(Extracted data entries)
——
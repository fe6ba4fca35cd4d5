use std::path::{Path, PathBuf};

use serde::{Deserialize, Serialize};

use crate::schedule::Schedule;
use crate::types::ThreadCount;

/// Chart rendering configuration.
///
/// Every field has a default, so a JSON config file only needs the keys it
/// overrides.
#[derive(Debug, Clone, Serialize, Deserialize, PartialEq)]
#[serde(default)]
pub struct ChartConfig {
    /// Directory the chart files are written into.
    pub output_dir: PathBuf,
    /// File name of the execution time chart.
    pub time_file: String,
    /// File name of the speedup chart.
    pub speedup_file: String,
    /// Canvas width in pixels.
    pub width: u32,
    /// Canvas height in pixels.
    pub height: u32,
    pub labels: ChartLabels,
}

/// Text placed on the charts.
#[derive(Debug, Clone, Serialize, Deserialize, PartialEq, Eq)]
#[serde(default)]
pub struct ChartLabels {
    pub time_title: String,
    pub speedup_title: String,
    pub threads_axis: String,
    pub time_axis: String,
    pub speedup_axis: String,
    pub legend_title: String,
    pub ideal: String,
}

impl Default for ChartLabels {
    fn default() -> Self {
        Self {
            time_title: "Execution time vs. thread count and scheduling policy".into(),
            speedup_title: "Speedup vs. thread count and scheduling policy".into(),
            threads_axis: "Threads".into(),
            time_axis: "Execution time (s)".into(),
            speedup_axis: "Speedup".into(),
            legend_title: "Scheduling policy".into(),
            ideal: "Ideal speedup".into(),
        }
    }
}

impl Default for ChartConfig {
    fn default() -> Self {
        Self {
            output_dir: PathBuf::from("."),
            time_file: "execution_time.svg".into(),
            speedup_file: "speedup.svg".into(),
            width: 1000,
            height: 600,
            labels: ChartLabels::default(),
        }
    }
}

impl ChartConfig {
    pub fn from_json_file(path: &Path) -> Result<Self, ConfigError> {
        let bytes = std::fs::read(path)?;
        Ok(serde_json::from_slice(&bytes)?)
    }

    pub fn with_output_dir(mut self, dir: impl Into<PathBuf>) -> Self {
        self.output_dir = dir.into();
        self
    }

    pub fn time_path(&self) -> PathBuf {
        self.output_dir.join(&self.time_file)
    }

    pub fn speedup_path(&self) -> PathBuf {
        self.output_dir.join(&self.speedup_file)
    }
}

/// Kernel timed by the benchmark harness.
#[derive(Debug, Clone, Copy, Serialize, Deserialize, PartialEq, Eq, Default)]
#[serde(rename_all = "lowercase")]
pub enum WorkloadKind {
    /// Dense Jacobi solve; `size` is the system dimension.
    #[default]
    Jacobi,
    /// Escape-time image; `size` is the width, the height is `3/4` of it.
    Mandelbrot,
}

/// Parameters for timing a kernel across thread counts and policies.
#[derive(Debug, Clone, Serialize, Deserialize, PartialEq)]
pub struct BenchConfig {
    #[serde(default)]
    pub workload: WorkloadKind,
    /// Problem size, interpreted per workload.
    pub size: usize,
    /// Convergence threshold on the max-norm of an update.
    pub eps: f64,
    pub max_iter: usize,
    pub threads: Vec<ThreadCount>,
    pub policies: Vec<Schedule>,
    /// Repetitions per (threads, policy) cell.
    pub runs: usize,
}

impl Default for BenchConfig {
    fn default() -> Self {
        Self {
            workload: WorkloadKind::Jacobi,
            size: 1000,
            eps: 1e-6,
            max_iter: 1000,
            threads: vec![1, 2, 4, 6, 8],
            policies: vec![
                Schedule::static_blocks(),
                Schedule::static_chunks(2),
                Schedule::dynamic(None),
                Schedule::dynamic(Some(2)),
                Schedule::guided(None),
            ],
            runs: 1,
        }
    }
}

#[derive(Debug, thiserror::Error)]
pub enum ConfigError {
    #[error("failed to read config: {0}")]
    Io(#[from] std::io::Error),
    #[error("malformed config JSON: {0}")]
    Json(#[from] serde_json::Error),
}

#[cfg(test)]
mod tests {
    use super::*;

    #[test]
    fn partial_json_keeps_defaults() {
        let config: ChartConfig =
            serde_json::from_str(r#"{"width": 640, "labels": {"ideal": "Linear"}}"#).unwrap();
        assert_eq!(config.width, 640);
        assert_eq!(config.height, 600);
        assert_eq!(config.labels.ideal, "Linear");
        assert_eq!(config.labels.legend_title, "Scheduling policy");
        assert_eq!(config.time_file, "execution_time.svg");
    }

    #[test]
    fn paths_join_output_dir() {
        let config = ChartConfig::default().with_output_dir("/tmp/charts");
        assert_eq!(config.time_path(), PathBuf::from("/tmp/charts/execution_time.svg"));
        assert_eq!(config.speedup_path(), PathBuf::from("/tmp/charts/speedup.svg"));
    }

    #[test]
    fn default_bench_matches_reference_policies() {
        let labels: Vec<String> = BenchConfig::default()
            .policies
            .iter()
            .map(Schedule::label)
            .collect();
        assert_eq!(
            labels,
            ["Static", "Static, 2", "Dynamic", "Dynamic, 2", "Guided"]
        );
    }

    #[test]
    fn workload_names_are_lowercase() {
        let kind: WorkloadKind = serde_json::from_str(r#""mandelbrot""#).unwrap();
        assert_eq!(kind, WorkloadKind::Mandelbrot);
        assert_eq!(serde_json::to_string(&WorkloadKind::Jacobi).unwrap(), r#""jacobi""#);
    }
}
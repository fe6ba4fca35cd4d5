/// Number of worker threads a measurement was taken with.
pub type ThreadCount = usize;
/// Wall-clock duration in seconds.
pub type Seconds = f64;

/// Thread count whose row normalizes every speedup column.
pub const BASELINE_THREADS: ThreadCount = 1;

/// Returns true for a timing value that can take part in a speedup ratio.
pub fn is_valid_timing(value: Seconds) -> bool {
    value.is_finite() && value > 0.0
}
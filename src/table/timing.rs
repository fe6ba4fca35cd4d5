use std::collections::HashSet;
use std::path::Path;

use serde::{Deserialize, Serialize};
use tracing::debug;

use crate::types::{BASELINE_THREADS, Seconds, ThreadCount, is_valid_timing};

use super::error::TableError;
use super::speedup::{SpeedupTable, compute_speedup};

/// One named column of a benchmark table.
#[derive(Debug, Clone, Serialize, Deserialize, PartialEq)]
pub struct PolicySeries {
    pub name: String,
    pub times: Vec<Seconds>,
}

impl PolicySeries {
    pub fn new(name: impl Into<String>, times: Vec<Seconds>) -> Self {
        Self {
            name: name.into(),
            times,
        }
    }
}

/// Execution time per thread count for every scheduling policy.
///
/// Rows are keyed by thread count. Construction validates the table shape, so
/// a `TimingTable` always has equal-length columns, strictly increasing thread
/// counts, a single-thread baseline row, and positive finite timings.
#[derive(Debug, Clone, Serialize, Deserialize, PartialEq)]
#[serde(try_from = "RawTimingTable")]
pub struct TimingTable {
    threads: Vec<ThreadCount>,
    series: Vec<PolicySeries>,
}

#[derive(Deserialize)]
struct RawTimingTable {
    threads: Vec<ThreadCount>,
    series: Vec<PolicySeries>,
}

impl TryFrom<RawTimingTable> for TimingTable {
    type Error = TableError;

    fn try_from(raw: RawTimingTable) -> Result<Self, Self::Error> {
        TimingTable::new(raw.threads, raw.series)
    }
}

impl TimingTable {
    pub fn new(threads: Vec<ThreadCount>, series: Vec<PolicySeries>) -> Result<Self, TableError> {
        if threads.is_empty() || series.is_empty() {
            return Err(TableError::Empty);
        }

        for pair in threads.windows(2) {
            if pair[0] >= pair[1] {
                return Err(TableError::Unordered {
                    previous: pair[0],
                    next: pair[1],
                });
            }
        }

        // Counts are increasing, so only the first row can hold zero.
        if threads[0] == 0 {
            return Err(TableError::ZeroThreads);
        }

        // Ordering already rules out duplicates, so a single match is enough.
        if !threads.contains(&BASELINE_THREADS) {
            return Err(TableError::MissingBaseline);
        }

        let mut seen = HashSet::new();
        for column in &series {
            if !seen.insert(column.name.as_str()) {
                return Err(TableError::DuplicatePolicy(column.name.clone()));
            }
            if column.times.len() != threads.len() {
                return Err(TableError::RaggedSeries {
                    policy: column.name.clone(),
                    expected: threads.len(),
                    actual: column.times.len(),
                });
            }
            if let Some((idx, value)) = column
                .times
                .iter()
                .enumerate()
                .find(|(_, value)| !is_valid_timing(**value))
            {
                return Err(TableError::InvalidTiming {
                    policy: column.name.clone(),
                    threads: threads[idx],
                    value: *value,
                });
            }
        }

        Ok(Self { threads, series })
    }

    /// Jacobi solver timings collected for five scheduling policies.
    pub fn reference() -> Self {
        let threads = vec![1, 2, 4, 6, 8];
        let series = vec![
            PolicySeries::new("Static", vec![18.23, 8.62, 5.39, 6.45, 4.47]),
            PolicySeries::new("Static, 2", vec![17.26, 8.64, 5.25, 6.48, 4.48]),
            PolicySeries::new("Dynamic", vec![17.18, 8.62, 4.83, 4.92, 4.54]),
            PolicySeries::new("Dynamic, 2", vec![16.25, 8.59, 5.34, 4.53, 4.35]),
            PolicySeries::new("Guided", vec![16.48, 8.71, 5.77, 5.08, 4.69]),
        ];
        Self { threads, series }
    }

    pub fn from_json_slice(bytes: &[u8]) -> Result<Self, TableError> {
        let raw: RawTimingTable = serde_json::from_slice(bytes)?;
        Self::try_from(raw)
    }

    pub fn from_json_file(path: &Path) -> Result<Self, TableError> {
        let bytes = std::fs::read(path)?;
        let table = Self::from_json_slice(&bytes)?;
        debug!(
            path = %path.display(),
            rows = table.row_count(),
            policies = table.series.len(),
            "loaded timing table"
        );
        Ok(table)
    }

    pub fn to_json_vec(&self) -> Result<Vec<u8>, TableError> {
        Ok(serde_json::to_vec_pretty(self)?)
    }

    pub fn threads(&self) -> &[ThreadCount] {
        &self.threads
    }

    pub fn series(&self) -> &[PolicySeries] {
        &self.series
    }

    pub fn policy(&self, name: &str) -> Result<&PolicySeries, TableError> {
        self.series
            .iter()
            .find(|column| column.name == name)
            .ok_or_else(|| TableError::UnknownPolicy(name.to_string()))
    }

    pub fn row_count(&self) -> usize {
        self.threads.len()
    }

    /// Index of the single-thread row.
    pub fn baseline_row(&self) -> Result<usize, TableError> {
        self.threads
            .iter()
            .position(|threads| *threads == BASELINE_THREADS)
            .ok_or(TableError::MissingBaseline)
    }

    /// Time for `policy` at exactly `threads`, if that row exists.
    pub fn time_at(&self, policy: &str, threads: ThreadCount) -> Result<Option<Seconds>, TableError> {
        let column = self.policy(policy)?;
        Ok(self
            .threads
            .iter()
            .position(|t| *t == threads)
            .map(|idx| column.times[idx]))
    }

    pub fn speedup(&self) -> Result<SpeedupTable, TableError> {
        let series = compute_speedup(&self.threads, &self.series)?;
        Ok(SpeedupTable::new(self.threads.clone(), series))
    }

    /// Largest timing across every policy, used to size chart axes.
    pub fn max_time(&self) -> Seconds {
        self.series
            .iter()
            .flat_map(|column| column.times.iter().copied())
            .fold(0.0, f64::max)
    }
}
——
- **INSTRUCTIONS FOR THE TASK**
In the data above, which lines have "that"? Report each of them.

- **OUTPUT OF THE TASK**
/// Returns true for a timing value that can take part in a speedup ratio.
    /// Time for `policy` at exactly `threads`, if that row exists.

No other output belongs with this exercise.